Elle le repoussa sans ménagement et il tomba à la renverse. Elle était un piège à elle seule, comprenait-il, dans lequel il avait sauté à pieds joints. Un air carnassier sur le visage, elle le toisait ; il frissonna. Il avait commis sa première erreur ; les deux émeraudes qui le jaugeaient lui promettaient qu'il n'en commettrait plus aucune. Alice n'était pas qu'un piège, elle était une arme. Un pommeau laqué d'or, doté de jolies moulures, une garde ouvragée, sertie de gemmes ; fixée sur l’œuvre, une lame si tranchante qu'elle avait dû être frappée maintes fois avec ardeur, plongée dans des flammes qui l'avaient façonnée à la perfection. Marcel n'imaginait pas à quel point il avait raison.

***

Le tissu coula sur son corps nu et chut sur le sol dans un doux froissement. Alice plongea ses mains dans une bassine d'eau froide et les porta à son visage, lavant les traces de sang et de boue qui le maculaient. Comme tous les soirs, elle ancra ses yeux dans le miroir poli qui lui faisait face, grimaça à la vue de sa peau pâle. Un teint nacré qu'elle ne pouvait laisser colorer au soleil de peur de trop en dévoiler ; les dieux savaient pourtant à quel point elle avait aimé se baigner dans les rayons de l'astre, soupirer de bien-être sous ses baisers brûlants. Un gémissement plaintif s'échappa de ses lèvres tandis qu'elle passait ses bras autour de son corps et se laissait tomber sur la pierre glacée de Ventfroid. Sous ses pieds, la morsure du froid remontait le long de ses jambes qu'elle jugeait trop maigres, s'enroulait autour des boursouflures qui serpentaient dans son dos hideux. Jamais pourtant le froid ne parvenait à calmer cette chaleur sourde qui pulsait de ses cicatrices. Il la rassurait, sans pour autant la guérir.

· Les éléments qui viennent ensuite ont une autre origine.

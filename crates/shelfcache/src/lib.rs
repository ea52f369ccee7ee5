//! # shelfcache
//!
//! Bounded in-process (L1) cache for the recommendation platform.
//!
//! ## Architecture
//! - **Entries**: value + timestamps, TTL, access count and size estimate
//! - **Access order**: index-linked list for O(1) LRU bookkeeping
//! - **Eviction**: LRU, LFU, TTL or an adaptive weighted score
//! - **Expiry**: lazy, on the read that discovers it
//!
//! All state of one [`L1Cache`] sits behind one mutex, so operations on a
//! single instance are linearizable.

#![warn(missing_docs)]

mod config;
mod entry;
mod eviction;
mod l1;
mod order;
mod size;
mod stats;

pub use config::L1Config;
pub use entry::CacheEntry;
pub use eviction::{
    adaptive_score, select_victim, AccessHistory, Candidates, EvictionPolicy, ParsePolicyError,
    HISTORY_LEN,
};
pub use l1::L1Cache;
pub use order::AccessOrder;
pub use size::{estimate_serialized, EstimateSize, FALLBACK_SIZE_BYTES};
pub use stats::{hit_rate, moving_average, CacheStats, EfficiencyReport, ACCESS_TIME_ALPHA};
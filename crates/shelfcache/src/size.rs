//! Value size estimation
//!
//! Sizes are estimates used for memory bookkeeping, not exact heap usage.
//! Estimation never fails: anything that cannot be measured is charged
//! [`FALLBACK_SIZE_BYTES`].

use serde::Serialize;
use serde_json::Value;

/// Size charged for values that cannot be serialized
pub const FALLBACK_SIZE_BYTES: usize = 1024;

/// Types whose in-cache footprint can be estimated
pub trait EstimateSize {
    /// Estimated size in bytes
    fn estimate_size(&self) -> usize;
}

impl EstimateSize for str {
    fn estimate_size(&self) -> usize {
        self.len()
    }
}

impl EstimateSize for String {
    fn estimate_size(&self) -> usize {
        self.len()
    }
}

impl EstimateSize for [u8] {
    fn estimate_size(&self) -> usize {
        self.len()
    }
}

impl EstimateSize for Vec<u8> {
    fn estimate_size(&self) -> usize {
        self.len()
    }
}

impl EstimateSize for Value {
    fn estimate_size(&self) -> usize {
        match self {
            Value::String(s) => s.len(),
            // Arrays and objects are charged their canonical JSON text,
            // scalars their serialized form.
            other => estimate_serialized(other),
        }
    }
}

macro_rules! estimate_by_serializing {
    ($($ty:ty),* $(,)?) => {
        $(
            impl EstimateSize for $ty {
                fn estimate_size(&self) -> usize {
                    estimate_serialized(self)
                }
            }
        )*
    };
}

estimate_by_serializing!(bool, i32, i64, u32, u64, f32, f64);

/// Estimate the size of any serializable value by its JSON encoding
///
/// Falls back to [`FALLBACK_SIZE_BYTES`] when serialization fails.
pub fn estimate_serialized<T: Serialize + ?Sized>(value: &T) -> usize {
    match serde_json::to_vec(value) {
        Ok(encoded) => encoded.len(),
        Err(err) => {
            tracing::debug!(error = %err, "size estimation failed, using fallback size");
            FALLBACK_SIZE_BYTES
        }
    }
}

#[cfg(test)]
mod tests {
    use super::*;
    use serde_json::json;
    use std::collections::HashMap;

    #[test]
    fn test_strings_and_bytes_use_length() {
        assert_eq!("hello".estimate_size(), 5);
        assert_eq!(String::from("héllo").estimate_size(), 6);
        assert_eq!(vec![0u8; 42].estimate_size(), 42);
        assert_eq!(json!("abc").estimate_size(), 3);
    }

    #[test]
    fn test_collections_use_textual_form() {
        let value = json!([1, 2, 3]);
        assert_eq!(value.estimate_size(), "[1,2,3]".len());

        let value = json!({"a": 1});
        assert_eq!(value.estimate_size(), r#"{"a":1}"#.len());
    }

    #[test]
    fn test_scalars_use_serialized_form() {
        assert_eq!(42u64.estimate_size(), 2);
        assert_eq!(json!(42).estimate_size(), 2);
        assert_eq!(true.estimate_size(), 4);
    }

    #[test]
    fn test_unserializable_falls_back() {
        // JSON object keys must be strings
        let mut map = HashMap::new();
        map.insert((1u32, 2u32), 3u32);
        assert_eq!(estimate_serialized(&map), FALLBACK_SIZE_BYTES);
    }
}
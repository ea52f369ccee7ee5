//! RESP2 wire codec and the [`RespStore`] client

mod client;
mod codec;

pub use client::{parse_info, RespStore, DEFAULT_TIMEOUT};
pub use codec::{FrameError, RespValue};
//! Reflector Core
//!
//! The host substrate the reflection engine inspects: type descriptors,
//! dynamic values, shared storage cells, channels and native callables.
//!
//! # Model
//!
//! - [`Descriptor`]: a shared, immutable description of a type. Named types
//!   are declared first and defined afterwards so they can refer to
//!   themselves.
//! - [`Value`]: a typed dynamic value. Aggregates own their cells, reference
//!   kinds (slices, maps, channels, pointers) share them.
//! - [`Handle`]: a view onto a storage [`Slot`] that knows whether it may be
//!   written through.
//! - [`Reflect`]: bridges plain Rust values into the model.

#![warn(missing_docs)]

pub mod builtin;
pub mod channel;
pub mod defaults;
pub mod descriptor;
pub mod error;
pub mod func;
pub mod reflect;
pub mod slot;
pub mod value;

pub use channel::{ChannelError, ChannelObject};
pub use descriptor::{
    ChanDir, Descriptor, InterfaceMethod, Kind, MethodEntry, MethodTarget, Shape, Signature,
    StructField,
};
pub use error::{CoreError, Result};
pub use func::{native, FuncValue, MethodDecl, NativeFn};
pub use reflect::Reflect;
pub use slot::{new_slot, Handle, Slot};
pub use value::{Complex128, Data, MapKey, MapObject, SliceHeader, Value};
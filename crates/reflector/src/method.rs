//! Method variant
//!
//! A method is reached through the struct, interface or named type that
//! owns it. Calls walk the embedding path from the receiver, then pick the
//! receiver form the declaration needs: a held pointer is passed as is, an
//! addressable value passes its own address, and anything else passes a
//! pointer to a fresh copy.

use std::sync::Arc;

use reflector_core::{
    native, Descriptor, Handle, Kind, MethodDecl, MethodEntry, MethodTarget, Signature, Value,
};
use tracing::trace;

use crate::error::{ReflectError, Result};
use crate::instance::Instance;
use crate::invoke::{bind_arguments, classify_all};
use crate::ty::{Node, Reflected, Type};

/// A method bound (or not) to a receiver
#[derive(Debug, Clone)]
pub struct Method {
    node: Node,
    entry: MethodEntry,
    receiver_ty: Descriptor,
    receiver: Option<Handle>,
}

impl Method {
    pub(crate) fn new(
        entry: MethodEntry,
        receiver_ty: Descriptor,
        receiver: Option<Handle>,
        owner: Type,
    ) -> Self {
        let node = Node::new(
            Descriptor::func_of(entry.sig.clone()),
            None,
            Some(Arc::new(owner)),
        );
        Self {
            node,
            entry,
            receiver_ty,
            receiver,
        }
    }

    /// Whether the method is visible outside its package
    pub fn is_exported(&self) -> bool {
        self.entry.is_exported()
    }

    /// Whether the method was promoted from an embedded field
    pub fn is_promoted(&self) -> bool {
        self.entry.is_promoted()
    }

    /// Whether the declaration takes a pointer receiver
    pub fn has_pointer_receiver(&self) -> bool {
        match &self.entry.target {
            MethodTarget::Declared(decl) => decl.pointer_receiver(),
            MethodTarget::Interface => false,
        }
    }

    /// The node the method was reached through
    pub fn receiver(&self) -> Option<Type> {
        self.parent().cloned()
    }

    /// Parameter and result types, without the receiver
    pub fn signature(&self) -> &Signature {
        &self.entry.sig
    }

    /// Parameter types, in order
    pub fn parameters(&self) -> Vec<Option<Type>> {
        classify_all(&self.entry.sig.params)
    }

    /// Parameter `index`
    pub fn parameter(&self, index: usize) -> Option<Type> {
        self.parameters().into_iter().nth(index).flatten()
    }

    /// Number of declared parameters
    pub fn num_parameter(&self) -> usize {
        self.entry.sig.params.len()
    }

    /// Result types, in order
    pub fn results(&self) -> Vec<Option<Type>> {
        classify_all(&self.entry.sig.results)
    }

    /// Result `index`
    pub fn result(&self, index: usize) -> Option<Type> {
        self.results().into_iter().nth(index).flatten()
    }

    /// Number of results
    pub fn num_result(&self) -> usize {
        self.entry.sig.results.len()
    }

    /// Whether the last parameter collects trailing arguments
    pub fn is_variadic(&self) -> bool {
        self.entry.sig.variadic
    }

    /// Call the method on the bound receiver
    pub fn invoke(&self, args: Vec<Value>) -> Result<Vec<Value>> {
        let receiver = self.receiver.clone().ok_or(ReflectError::NilReference)?;
        let args = bind_arguments(&self.entry.sig, args)?;
        let (decl, receiver) = resolve(&self.entry, receiver)?;
        trace!(
            receiver = %self.receiver_ty,
            method = %self.entry.name,
            args = args.len(),
            "invoke"
        );
        Ok(decl.call(receiver, args))
    }
}

/// Entry named `name` callable on a receiver of type `receiver_ty`
///
/// A non-pointer receiver also finds the pointer-receiver methods of its
/// type; those are invoked through its address or through a copy.
pub(crate) fn lookup(receiver_ty: &Descriptor, name: &str) -> Option<MethodEntry> {
    let find = |ty: &Descriptor| ty.method_set().into_iter().find(|entry| entry.name == name);
    find(receiver_ty).or_else(|| match receiver_ty.kind() {
        Kind::Pointer | Kind::Interface => None,
        _ => find(&Descriptor::pointer_to(receiver_ty)),
    })
}

/// Declaration and receiver value a call through `entry` lands on
///
/// A receiver reached through an unexported field is sealed: its methods
/// can be listed but not called.
fn resolve(entry: &MethodEntry, receiver: Handle) -> Result<(Arc<MethodDecl>, Value)> {
    if receiver.is_read_only() {
        return Err(ReflectError::Unexported);
    }
    let mut current = receiver;
    for &index in &entry.path {
        if current.kind() == Kind::Pointer {
            current = current.elem()?.ok_or(ReflectError::NilReference)?;
        }
        current = current.embedded_field(index)?;
    }

    match &entry.target {
        MethodTarget::Declared(decl) => Ok((decl.clone(), receiver_value(decl, &current)?)),
        MethodTarget::Interface => {
            let dynamic = current.elem()?.ok_or(ReflectError::NilReference)?;
            let concrete = dynamic
                .ty()
                .method_set()
                .into_iter()
                .find(|m| m.name == entry.name && m.pkg_path == entry.pkg_path)
                .ok_or(ReflectError::NilReference)?;
            resolve(&concrete, dynamic)
        }
    }
}

fn receiver_value(decl: &MethodDecl, handle: &Handle) -> Result<Value> {
    let is_pointer = handle.kind() == Kind::Pointer;
    if decl.pointer_receiver() {
        if is_pointer {
            Ok(handle.load())
        } else if handle.is_addressable() {
            Ok(handle.address()?)
        } else {
            Ok(Value::pointer_to(handle.load()))
        }
    } else if is_pointer {
        Ok(handle.elem()?.ok_or(ReflectError::NilReference)?.load())
    } else {
        Ok(handle.load())
    }
}

impl Reflected for Method {
    fn node(&self) -> &Node {
        &self.node
    }

    fn name(&self) -> String {
        self.entry.name.clone()
    }

    fn package_name(&self) -> String {
        receiver_owner(&self.receiver_ty).package_name().to_string()
    }

    fn package_path(&self) -> String {
        receiver_owner(&self.receiver_ty).pkg_path().to_string()
    }

    fn has_value(&self) -> bool {
        self.receiver.is_some()
    }

    /// The method value: a function with the receiver already bound
    fn value(&self) -> Result<Value> {
        let receiver = self.receiver.clone().ok_or(ReflectError::NilReference)?;
        let (decl, receiver) = resolve(&self.entry, receiver)?;
        Ok(Value::function(
            self.entry.sig.clone(),
            native(move |args| decl.call(receiver.clone(), args.to_vec())),
        ))
    }

    fn set_value(&self, _value: Value) -> Result<()> {
        Err(ReflectError::CannotSet)
    }

    fn is_instantiable(&self) -> bool {
        false
    }

    fn instantiate(&self) -> Result<Instance> {
        Err(ReflectError::NotInstantiable { name: self.name() })
    }

    fn can_convert(&self, _target: &Type) -> bool {
        false
    }
}

/// Named type behind a receiver type, looking through an unnamed pointer
fn receiver_owner(receiver_ty: &Descriptor) -> Descriptor {
    match receiver_ty.kind() {
        Kind::Pointer if !receiver_ty.is_named() => receiver_ty
            .elem()
            .unwrap_or_else(|| receiver_ty.clone()),
        _ => receiver_ty.clone(),
    }
}
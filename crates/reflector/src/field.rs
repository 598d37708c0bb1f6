//! Struct fields

use std::sync::Arc;

use reflector_core::{StructField, Value};

use crate::classify::classify;
use crate::error::Result;
use crate::structure::Struct;
use crate::tag::{Tag, Tags};
use crate::ty::{Node, Reflected, Type};

/// A field of a [`Struct`]
///
/// Values are read and written through the owning struct's handle. Fields
/// reached through an unexported field are never readable.
#[derive(Debug, Clone)]
pub struct Field {
    owner: Struct,
    index: usize,
    decl: StructField,
}

impl Field {
    pub(crate) fn new(owner: Struct, index: usize, decl: StructField) -> Self {
        Self { owner, index, decl }
    }

    /// Declared name; for embedded fields the embedded type's name
    pub fn name(&self) -> &str {
        &self.decl.name
    }

    /// Position in the struct
    pub fn index(&self) -> usize {
        self.index
    }

    /// Whether the field name is exported
    pub fn is_exported(&self) -> bool {
        self.decl.is_exported()
    }

    /// Whether the field is embedded
    pub fn is_anonymous(&self) -> bool {
        self.decl.embedded
    }

    /// The struct the field belongs to
    pub fn owner(&self) -> &Struct {
        &self.owner
    }

    /// Declared type, bound to the field's storage when the owner is bound
    pub fn ty(&self) -> Option<Type> {
        let node = self.node();
        classify(&node.descriptor, node.handle, node.parent)
    }

    /// Parsed tags
    pub fn tags(&self) -> Tags {
        Tags::parse(&self.decl.tag)
    }

    /// First tag called `name`
    pub fn tag(&self, name: &str) -> Option<Tag> {
        self.tags().find(name).cloned()
    }

    /// Whether `set_value` may succeed
    pub fn can_set(&self) -> bool {
        self.node().can_set()
    }

    /// Copy of the field value
    pub fn value(&self) -> Result<Value> {
        self.node().load()
    }

    /// Replace the field value
    pub fn set_value(&self, value: Value) -> Result<()> {
        self.node().store(value)
    }

    fn node(&self) -> Node {
        let handle = self
            .owner
            .handle()
            .and_then(|handle| handle.field(self.index).ok());
        Node::new(
            self.decl.ty.clone(),
            handle,
            Some(Arc::new(Type::Struct(self.owner.clone()))),
        )
    }
}

#[cfg(test)]
mod tests {
    use super::*;
    use crate::{type_of_descriptor, type_of_value, ReflectError};
    use reflector_core::{builtin, Descriptor};

    const PKG: &str = "github.com/example/people";

    fn person() -> Descriptor {
        let ty = Descriptor::named(PKG, "Person");
        ty.define(&Descriptor::struct_of(vec![
            StructField::new("Name", builtin::string()).with_tag(r#"json:"name" xml:"n""#),
            StructField::new("age", builtin::int()).in_package(PKG),
        ]))
        .unwrap();
        ty
    }

    fn alice() -> Value {
        Value::structure(&person(), vec![Value::string("Alice"), Value::int(30)]).unwrap()
    }

    #[test]
    fn test_attributes() {
        let ty = type_of_descriptor(&person()).unwrap();
        let name = ty.as_struct().unwrap().field(0).unwrap();
        assert!(name.is_exported());
        assert!(!name.is_anonymous());
        assert_eq!(name.tags().len(), 2);
        assert_eq!(name.tag("xml").unwrap().value(), "n");
        assert!(name.ty().unwrap().is_string());
        assert_eq!(name.value(), Err(ReflectError::NilReference));
        assert_eq!(name.owner().num_field(), 2);
    }

    #[test]
    fn test_settable_through_pointer() {
        let target = Value::pointer_to(alice());
        let ty = type_of_value(target.clone()).unwrap();
        let elem = ty.as_pointer().unwrap().elem().unwrap();
        let name = elem.as_struct().unwrap().field(0).unwrap();
        assert_eq!(name.value().unwrap(), Value::string("Alice"));
        assert!(name.can_set());
        name.set_value(Value::string("Bob")).unwrap();
        assert_eq!(target.deref().unwrap().field(0), Some(Value::string("Bob")));

        let bound = name.ty().unwrap();
        assert!(bound.can_set());
        assert!(bound.parent().unwrap().is_struct());
    }

    #[test]
    fn test_unexported_is_sealed() {
        let ty = type_of_value(Value::pointer_to(alice())).unwrap();
        let elem = ty.as_pointer().unwrap().elem().unwrap();
        let age = elem.as_struct().unwrap().field(1).unwrap();
        assert!(!age.is_exported());
        assert!(!age.can_set());
        assert_eq!(age.value(), Err(ReflectError::Unexported));
        assert_eq!(age.set_value(Value::int(1)), Err(ReflectError::Unexported));
    }

    #[test]
    fn test_by_value_struct_is_read_only() {
        let ty = type_of_value(alice()).unwrap();
        let name = ty.as_struct().unwrap().field(0).unwrap();
        assert_eq!(name.value().unwrap(), Value::string("Alice"));
        assert!(!name.can_set());
        assert_eq!(
            name.set_value(Value::string("Bob")),
            Err(ReflectError::CannotSet)
        );
    }
}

Un rire nerveux s'échappa de ses lèvres. Comment l'aurait regardée cet abruti de Marcel – et tous les autres – s'ils connaissaient son secret ? Son corps était sa plus grande force ; elle ne disposait pas de meilleure arme pour diriger, influencer et provoquer. Paradoxalement, il était aussi sa plus grande faiblesse ; la source d'une douleur infinie qui ne cessait de la brûler, un rappel morbide de son adolescence, un fardeau qu'elle ne pouvait que dissimuler derrière des couches de tissus et des regards de braise.

Elle releva les yeux vers le miroir posé sur un vieux meuble. Trop basse, elle ne pouvait plus observer son reflet. Parfois, elle aurait aimé disparaître : mourir dans les flammes, fondre sous leurs caresses. Satanée Ombre.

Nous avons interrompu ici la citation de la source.